A high-temperature air conditioning unit, comprising a compressor (11), a condenser (12), a throttling and cooling pipeline assembly, and an evaporator (13), which are connected in sequence to form a cycle; the throttling and cooling pipeline assembly includes throttle valves, a medium-pressure pipeline, a low-pressure pipeline, and a booster pipeline; the throttle valves are configured to enable a pressure of refrigerant in the low-pressure pipeline to be lower than a pressure of refrigerant in the medium-pressure pipeline; the medium-pressure pipeline and the low-pressure pipeline are connected in parallel; components (16) to be cooled are disposed in the low-pressure pipeline; an outlet of the low-pressure pipeline is connected to the booster pipeline, and an outlet of the booster pipeline is connected to the evaporator (13); and a boosting device is arranged in the booster pipeline; characterized in that,
the medium-pressure pipeline and the low-pressure pipeline are connected in parallel between the condenser (12) and the evaporator (13);

the throttle valves include a first throttle valve (14) disposed in the medium-pressure pipeline, and one or a plurality of second throttle valves (15) connected in series in the low-pressure pipeline;

a pressure regulation capacity of the one second throttle valve (15) or a pressure regulation capacity of the plurality of second throttle valves (15) connected in series is greater than a pressure regulation capacity of the first throttle valve (14);

the components (16) to be cooled are connected in series downstream of the one or the plurality of the second throttle valves (15).
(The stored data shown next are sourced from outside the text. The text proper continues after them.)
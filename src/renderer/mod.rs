pub mod casters;
pub mod commands;
pub mod context;
pub mod light_collector;
pub mod lights;
pub mod passes;
pub mod pipeline;
pub mod recording;
pub mod shader_lib;
pub mod shadows;

pub use casters::{ShadowCaster, ShadowCasterRegistry, MAX_SHADOW_CASTERS};
pub use commands::{Command, CommandBuffer, RenderTarget};
pub use context::{CullResults, CullingParameters, CullingService, RenderContext, VisibleRenderer};
pub use light_collector::{CollectedLights, LightCollector};
pub use lights::{BakeType, Light, LightBuffer, LightKind, VisibleLight, MAX_LIGHTS};
pub use pipeline::{CameraFrame, FramePipeline, FrameStats};
pub use recording::RecordingContext;
pub use shader_lib::RenderLayers;
pub use shadows::{build_shadow_frustum, ShadowAtlas, ShadowFrame, ShadowFrustum};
The high-temperature air conditioning unit according to claim 1, characterized in that, the pressure adjustment capability of each of the second throttle valves (15) is identical.
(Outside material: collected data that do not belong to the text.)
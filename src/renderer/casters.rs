use std::collections::HashMap;

use crate::error::{PipelineError, Result};
use crate::renderer::shader_lib;
use crate::scene::RendererId;

/// Shadow atlas slots; also the number of quadrants in the atlas.
pub const MAX_SHADOW_CASTERS: usize = 4;

/// `shadowIndex` value of renderers without a shadow slot.
pub const NO_SHADOW_INDEX: f32 = 0.0;

/// Shader-visible slot bit for a caster slot.
pub fn shadow_index_bit(slot: usize) -> f32 {
    (1u32 << slot) as f32
}

#[derive(Clone, Copy, Debug, PartialEq)]
pub struct ShadowCaster {
    pub renderer: RendererId,
    /// Frustum margin in world units.
    pub padding: f32,
    slot: usize,
}

impl ShadowCaster {
    pub fn slot(&self) -> usize {
        self.slot
    }
}

/// Named float overrides of one renderer.
#[derive(Clone, Debug, Default, PartialEq)]
pub struct PropertyBlock {
    floats: HashMap<&'static str, f32>,
}

impl PropertyBlock {
    pub fn set_float(&mut self, name: &'static str, value: f32) {
        self.floats.insert(name, value);
    }

    pub fn get_float(&self, name: &str) -> Option<f32> {
        self.floats.get(name).copied()
    }
}

/// Per-renderer shader properties, read at draw time.
#[derive(Clone, Debug, Default)]
pub struct RendererProperties {
    blocks: HashMap<RendererId, PropertyBlock>,
}

impl RendererProperties {
    pub fn set_float(&mut self, renderer: RendererId, name: &'static str, value: f32) {
        self.blocks.entry(renderer).or_default().set_float(name, value);
    }

    pub fn get_float(&self, renderer: RendererId, name: &str) -> Option<f32> {
        self.blocks
            .get(&renderer)
            .and_then(|block| block.get_float(name))
    }

    pub fn block(&self, renderer: RendererId) -> Option<&PropertyBlock> {
        self.blocks.get(&renderer)
    }

    /// Drops every override of a renderer that no longer exists.
    pub fn remove(&mut self, renderer: RendererId) -> Option<PropertyBlock> {
        self.blocks.remove(&renderer)
    }

    pub fn len(&self) -> usize {
        self.blocks.len()
    }

    pub fn is_empty(&self) -> bool {
        self.blocks.is_empty()
    }

    pub fn shadow_index(&self, renderer: RendererId) -> f32 {
        self.get_float(renderer, shader_lib::renderer::SHADOW_INDEX)
            .unwrap_or(NO_SHADOW_INDEX)
    }
}

/// Ordered set of live shadow casters.
///
/// Slots are always `0..len()` in list order. Every change re-applies the
/// `shadowIndex` property of the affected renderers so draws in the same frame
/// already see the new slot.
#[derive(Debug, Default)]
pub struct ShadowCasterRegistry {
    casters: Vec<ShadowCaster>,
    properties: RendererProperties,
}

impl ShadowCasterRegistry {
    pub fn new() -> Self {
        Self {
            casters: Vec::with_capacity(MAX_SHADOW_CASTERS),
            properties: RendererProperties::default(),
        }
    }

    pub fn capacity(&self) -> usize {
        MAX_SHADOW_CASTERS
    }

    pub fn len(&self) -> usize {
        self.casters.len()
    }

    pub fn is_empty(&self) -> bool {
        self.casters.is_empty()
    }

    pub fn casters(&self) -> &[ShadowCaster] {
        &self.casters
    }

    pub fn properties(&self) -> &RendererProperties {
        &self.properties
    }

    pub fn slot_of(&self, renderer: RendererId) -> Option<usize> {
        self.casters
            .iter()
            .position(|caster| caster.renderer == renderer)
    }

    /// Appends a caster and returns its slot, or fails when every slot is taken.
    ///
    /// Registering a renderer twice returns its existing slot.
    pub fn try_register(&mut self, renderer: RendererId, padding: f32) -> Result<usize> {
        if let Some(slot) = self.slot_of(renderer) {
            log::debug!("Renderer {:?} already casts shadows from slot {}", renderer, slot);
            self.casters[slot].padding = padding;
            return Ok(slot);
        }

        if self.casters.len() >= MAX_SHADOW_CASTERS {
            return Err(PipelineError::ShadowCasterCapacity {
                capacity: MAX_SHADOW_CASTERS,
            });
        }

        let slot = self.casters.len();
        self.casters.push(ShadowCaster {
            renderer,
            padding,
            slot,
        });
        self.apply_property_block(slot);
        Ok(slot)
    }

    /// Like [`try_register`](Self::try_register) but logs a warning and leaves
    /// the renderer without a slot when the registry is full.
    pub fn register(&mut self, renderer: RendererId, padding: f32) -> Option<usize> {
        match self.try_register(renderer, padding) {
            Ok(slot) => Some(slot),
            Err(err) => {
                log::warn!("{}", err);
                None
            }
        }
    }

    /// Removes a caster and compacts the remaining slots.
    pub fn unregister(&mut self, renderer: RendererId) -> bool {
        let Some(removed) = self.slot_of(renderer) else {
            return false;
        };
        self.casters.remove(removed);

        for slot in 0..self.casters.len() {
            self.casters[slot].slot = slot;
            self.apply_property_block(slot);
        }

        self.properties.set_float(
            renderer,
            shader_lib::renderer::SHADOW_INDEX,
            NO_SHADOW_INDEX,
        );
        true
    }

    /// Unregisters a destroyed renderer and discards its property block.
    pub fn forget(&mut self, renderer: RendererId) -> bool {
        let removed = self.unregister(renderer);
        self.properties.remove(renderer);
        removed
    }

    pub fn set_padding(&mut self, renderer: RendererId, padding: f32) -> bool {
        match self.slot_of(renderer) {
            Some(slot) => {
                self.casters[slot].padding = padding;
                true
            }
            None => false,
        }
    }

    fn apply_property_block(&mut self, slot: usize) {
        let caster = self.casters[slot];
        self.properties.set_float(
            caster.renderer,
            shader_lib::renderer::SHADOW_INDEX,
            shadow_index_bit(caster.slot),
        );
    }
}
The high-temperature air conditioning unit according to claim 1, characterized in that, number of the second throttle valves (15) is two.
The high-temperature air conditioning unit according to any one of the claims 1-3, characterized in that, an inlet of the booster pipeline is connected to the outlet of the low-pressure pipeline, and the boosting device is a booster pump (17).
The high-temperature air conditioning unit according to any one of the claims 1-3, characterized in that, an inlet of the booster pipeline is connected to the condenser (12); the boosting device is an ejector (18); a high-pressure end of the ejector (18) is connected to the condenser (12), and a low-pressure end of the ejector (18) is connected to the evaporator (13); the outlet of the low-pressure pipeline is connected to an ejecting end of the ejector (18).